-- RECORDS FOR THE TASK --
....

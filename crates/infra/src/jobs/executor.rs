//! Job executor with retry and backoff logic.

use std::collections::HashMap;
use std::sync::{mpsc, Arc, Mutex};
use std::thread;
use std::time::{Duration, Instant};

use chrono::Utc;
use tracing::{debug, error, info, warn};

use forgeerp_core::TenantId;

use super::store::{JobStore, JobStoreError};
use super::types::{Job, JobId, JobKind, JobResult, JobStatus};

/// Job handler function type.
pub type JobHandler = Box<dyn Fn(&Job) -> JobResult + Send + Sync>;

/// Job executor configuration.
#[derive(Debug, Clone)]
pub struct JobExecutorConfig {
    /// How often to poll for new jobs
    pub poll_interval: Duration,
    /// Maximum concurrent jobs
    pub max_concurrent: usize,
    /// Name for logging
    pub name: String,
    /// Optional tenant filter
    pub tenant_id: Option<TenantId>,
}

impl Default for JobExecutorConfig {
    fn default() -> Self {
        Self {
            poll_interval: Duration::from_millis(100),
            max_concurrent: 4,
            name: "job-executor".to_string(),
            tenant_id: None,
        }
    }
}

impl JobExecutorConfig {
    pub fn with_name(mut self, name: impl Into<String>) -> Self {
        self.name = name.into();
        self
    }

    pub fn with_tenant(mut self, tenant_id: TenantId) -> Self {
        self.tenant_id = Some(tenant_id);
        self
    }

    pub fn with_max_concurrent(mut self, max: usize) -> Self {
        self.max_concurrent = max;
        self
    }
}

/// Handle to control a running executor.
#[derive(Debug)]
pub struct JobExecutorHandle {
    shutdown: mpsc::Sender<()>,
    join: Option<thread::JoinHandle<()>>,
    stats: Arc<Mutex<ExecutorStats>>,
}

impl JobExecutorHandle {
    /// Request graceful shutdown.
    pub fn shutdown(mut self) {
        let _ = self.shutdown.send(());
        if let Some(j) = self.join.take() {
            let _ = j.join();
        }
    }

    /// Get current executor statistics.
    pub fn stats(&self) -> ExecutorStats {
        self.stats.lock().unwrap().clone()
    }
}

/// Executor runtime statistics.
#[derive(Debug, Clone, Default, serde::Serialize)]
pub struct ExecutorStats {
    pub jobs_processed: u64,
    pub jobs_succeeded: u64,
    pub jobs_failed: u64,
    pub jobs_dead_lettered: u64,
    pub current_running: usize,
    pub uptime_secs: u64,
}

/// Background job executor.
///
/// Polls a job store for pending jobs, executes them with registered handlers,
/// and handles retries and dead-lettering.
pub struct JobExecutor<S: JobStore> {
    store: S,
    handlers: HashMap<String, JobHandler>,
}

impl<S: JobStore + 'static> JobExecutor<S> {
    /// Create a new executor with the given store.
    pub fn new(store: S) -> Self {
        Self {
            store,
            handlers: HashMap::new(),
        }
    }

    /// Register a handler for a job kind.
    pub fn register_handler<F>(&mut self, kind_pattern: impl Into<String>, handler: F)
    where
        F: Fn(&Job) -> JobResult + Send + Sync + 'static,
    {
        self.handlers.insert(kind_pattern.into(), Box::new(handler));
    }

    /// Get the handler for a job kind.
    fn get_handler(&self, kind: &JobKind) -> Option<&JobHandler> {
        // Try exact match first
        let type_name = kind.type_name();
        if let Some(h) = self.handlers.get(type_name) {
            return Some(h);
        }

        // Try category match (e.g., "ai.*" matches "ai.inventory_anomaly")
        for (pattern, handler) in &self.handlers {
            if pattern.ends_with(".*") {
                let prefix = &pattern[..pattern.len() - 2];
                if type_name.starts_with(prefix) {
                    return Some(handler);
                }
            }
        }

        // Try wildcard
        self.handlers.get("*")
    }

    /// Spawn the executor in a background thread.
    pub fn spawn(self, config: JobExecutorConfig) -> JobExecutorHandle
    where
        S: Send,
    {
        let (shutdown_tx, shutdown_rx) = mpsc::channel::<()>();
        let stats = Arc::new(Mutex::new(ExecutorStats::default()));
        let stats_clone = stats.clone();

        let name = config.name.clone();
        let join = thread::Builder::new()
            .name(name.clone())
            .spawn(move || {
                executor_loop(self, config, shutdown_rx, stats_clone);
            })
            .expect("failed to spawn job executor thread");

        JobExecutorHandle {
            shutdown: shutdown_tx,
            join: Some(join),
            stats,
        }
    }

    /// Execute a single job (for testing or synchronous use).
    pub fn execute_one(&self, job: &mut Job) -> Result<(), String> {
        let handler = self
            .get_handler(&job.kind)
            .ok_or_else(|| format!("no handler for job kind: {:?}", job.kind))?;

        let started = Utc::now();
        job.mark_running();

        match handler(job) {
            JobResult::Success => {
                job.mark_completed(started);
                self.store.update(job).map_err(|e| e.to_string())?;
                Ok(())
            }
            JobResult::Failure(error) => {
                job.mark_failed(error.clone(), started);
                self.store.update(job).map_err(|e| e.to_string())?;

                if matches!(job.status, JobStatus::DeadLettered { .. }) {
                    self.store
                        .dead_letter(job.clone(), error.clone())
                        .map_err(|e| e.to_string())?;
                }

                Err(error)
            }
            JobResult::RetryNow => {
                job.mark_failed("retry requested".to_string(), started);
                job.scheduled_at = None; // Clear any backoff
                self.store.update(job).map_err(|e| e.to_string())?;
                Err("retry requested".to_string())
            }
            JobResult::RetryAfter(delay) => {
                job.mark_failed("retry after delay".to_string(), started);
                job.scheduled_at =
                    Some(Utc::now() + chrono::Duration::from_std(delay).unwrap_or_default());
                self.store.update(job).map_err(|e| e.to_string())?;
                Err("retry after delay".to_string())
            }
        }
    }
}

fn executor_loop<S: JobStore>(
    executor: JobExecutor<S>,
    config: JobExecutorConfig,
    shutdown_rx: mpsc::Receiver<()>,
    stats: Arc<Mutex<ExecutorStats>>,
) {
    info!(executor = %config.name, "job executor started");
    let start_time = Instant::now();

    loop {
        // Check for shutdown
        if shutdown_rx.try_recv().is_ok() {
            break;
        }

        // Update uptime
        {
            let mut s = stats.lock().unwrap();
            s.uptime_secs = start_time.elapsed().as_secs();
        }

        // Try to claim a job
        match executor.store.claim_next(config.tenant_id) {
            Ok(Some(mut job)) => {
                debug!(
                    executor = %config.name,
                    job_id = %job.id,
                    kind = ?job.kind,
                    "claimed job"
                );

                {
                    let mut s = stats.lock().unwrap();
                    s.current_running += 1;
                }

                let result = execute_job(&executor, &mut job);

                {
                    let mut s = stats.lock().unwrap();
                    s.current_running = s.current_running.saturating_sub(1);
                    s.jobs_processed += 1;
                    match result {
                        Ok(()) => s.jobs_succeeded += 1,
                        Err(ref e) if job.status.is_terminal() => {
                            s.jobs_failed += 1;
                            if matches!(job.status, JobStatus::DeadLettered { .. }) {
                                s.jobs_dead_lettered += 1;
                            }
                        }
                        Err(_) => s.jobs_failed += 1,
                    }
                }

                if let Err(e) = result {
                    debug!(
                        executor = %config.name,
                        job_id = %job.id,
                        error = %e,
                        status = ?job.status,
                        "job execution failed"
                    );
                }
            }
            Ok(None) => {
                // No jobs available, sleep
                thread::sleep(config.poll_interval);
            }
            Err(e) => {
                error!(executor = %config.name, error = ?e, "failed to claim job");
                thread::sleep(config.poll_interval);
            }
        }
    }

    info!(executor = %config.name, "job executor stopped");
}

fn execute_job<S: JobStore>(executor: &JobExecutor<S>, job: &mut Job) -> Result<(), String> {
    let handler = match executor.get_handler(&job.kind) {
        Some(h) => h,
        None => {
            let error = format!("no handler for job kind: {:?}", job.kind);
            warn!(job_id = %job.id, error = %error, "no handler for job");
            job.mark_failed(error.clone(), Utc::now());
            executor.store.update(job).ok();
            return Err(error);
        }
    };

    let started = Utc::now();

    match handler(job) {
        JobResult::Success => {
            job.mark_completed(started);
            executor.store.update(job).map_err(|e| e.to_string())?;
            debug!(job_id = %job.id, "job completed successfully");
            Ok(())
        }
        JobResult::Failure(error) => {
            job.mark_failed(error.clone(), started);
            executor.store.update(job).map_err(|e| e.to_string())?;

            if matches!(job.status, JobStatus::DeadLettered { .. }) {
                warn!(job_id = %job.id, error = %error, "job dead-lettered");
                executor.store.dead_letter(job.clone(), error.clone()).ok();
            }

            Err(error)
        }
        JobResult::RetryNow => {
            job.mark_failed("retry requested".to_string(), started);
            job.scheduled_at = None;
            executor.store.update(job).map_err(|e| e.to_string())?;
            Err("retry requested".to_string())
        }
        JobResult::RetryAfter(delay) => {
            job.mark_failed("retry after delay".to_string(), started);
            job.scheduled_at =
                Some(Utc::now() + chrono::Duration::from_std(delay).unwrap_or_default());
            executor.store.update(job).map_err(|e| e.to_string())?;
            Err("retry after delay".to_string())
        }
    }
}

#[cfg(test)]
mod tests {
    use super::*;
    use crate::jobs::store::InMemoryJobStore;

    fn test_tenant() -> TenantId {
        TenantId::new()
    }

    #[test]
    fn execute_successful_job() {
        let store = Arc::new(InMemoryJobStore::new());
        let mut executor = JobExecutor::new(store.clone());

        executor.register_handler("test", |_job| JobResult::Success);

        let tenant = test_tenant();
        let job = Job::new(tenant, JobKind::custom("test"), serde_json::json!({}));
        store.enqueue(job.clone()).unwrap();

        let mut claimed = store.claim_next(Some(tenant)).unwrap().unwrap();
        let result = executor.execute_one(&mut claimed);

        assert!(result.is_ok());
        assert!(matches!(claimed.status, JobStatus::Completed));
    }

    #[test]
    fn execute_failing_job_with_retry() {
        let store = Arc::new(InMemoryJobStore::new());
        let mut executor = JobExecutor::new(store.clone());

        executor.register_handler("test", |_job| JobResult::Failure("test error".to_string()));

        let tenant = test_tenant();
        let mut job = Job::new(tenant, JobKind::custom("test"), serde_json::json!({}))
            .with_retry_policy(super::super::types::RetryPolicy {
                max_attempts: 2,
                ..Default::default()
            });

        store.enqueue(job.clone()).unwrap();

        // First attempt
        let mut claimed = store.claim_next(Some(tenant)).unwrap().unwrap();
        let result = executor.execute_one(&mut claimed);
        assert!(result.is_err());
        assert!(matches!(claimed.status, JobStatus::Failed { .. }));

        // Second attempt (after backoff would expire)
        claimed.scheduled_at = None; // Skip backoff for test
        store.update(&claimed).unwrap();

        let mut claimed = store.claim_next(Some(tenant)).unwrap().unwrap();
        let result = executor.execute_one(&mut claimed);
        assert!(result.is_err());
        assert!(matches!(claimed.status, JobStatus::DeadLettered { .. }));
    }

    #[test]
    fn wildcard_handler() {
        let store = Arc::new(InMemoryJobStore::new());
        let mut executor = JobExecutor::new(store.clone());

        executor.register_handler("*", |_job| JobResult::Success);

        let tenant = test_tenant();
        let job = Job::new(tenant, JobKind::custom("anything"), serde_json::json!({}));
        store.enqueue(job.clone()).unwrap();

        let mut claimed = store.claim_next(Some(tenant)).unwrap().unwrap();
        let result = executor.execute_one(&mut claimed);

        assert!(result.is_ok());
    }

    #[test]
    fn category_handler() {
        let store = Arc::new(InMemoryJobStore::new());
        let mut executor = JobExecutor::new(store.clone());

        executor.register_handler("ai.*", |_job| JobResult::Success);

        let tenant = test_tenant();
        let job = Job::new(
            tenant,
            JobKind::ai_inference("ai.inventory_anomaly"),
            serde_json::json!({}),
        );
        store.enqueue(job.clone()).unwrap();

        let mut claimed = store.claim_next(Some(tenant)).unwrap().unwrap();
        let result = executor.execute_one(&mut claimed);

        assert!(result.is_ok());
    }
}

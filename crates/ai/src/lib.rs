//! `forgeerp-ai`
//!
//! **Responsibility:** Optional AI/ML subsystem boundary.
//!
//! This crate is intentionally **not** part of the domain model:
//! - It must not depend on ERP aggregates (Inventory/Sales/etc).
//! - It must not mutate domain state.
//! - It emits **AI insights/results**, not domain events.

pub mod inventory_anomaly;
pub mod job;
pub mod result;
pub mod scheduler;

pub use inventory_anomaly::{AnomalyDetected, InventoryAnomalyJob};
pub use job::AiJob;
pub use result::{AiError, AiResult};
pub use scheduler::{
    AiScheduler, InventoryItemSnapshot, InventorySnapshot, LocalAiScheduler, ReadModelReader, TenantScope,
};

....

What is the number of lines in the listing that include the word "info"? Give the number and no other text.

3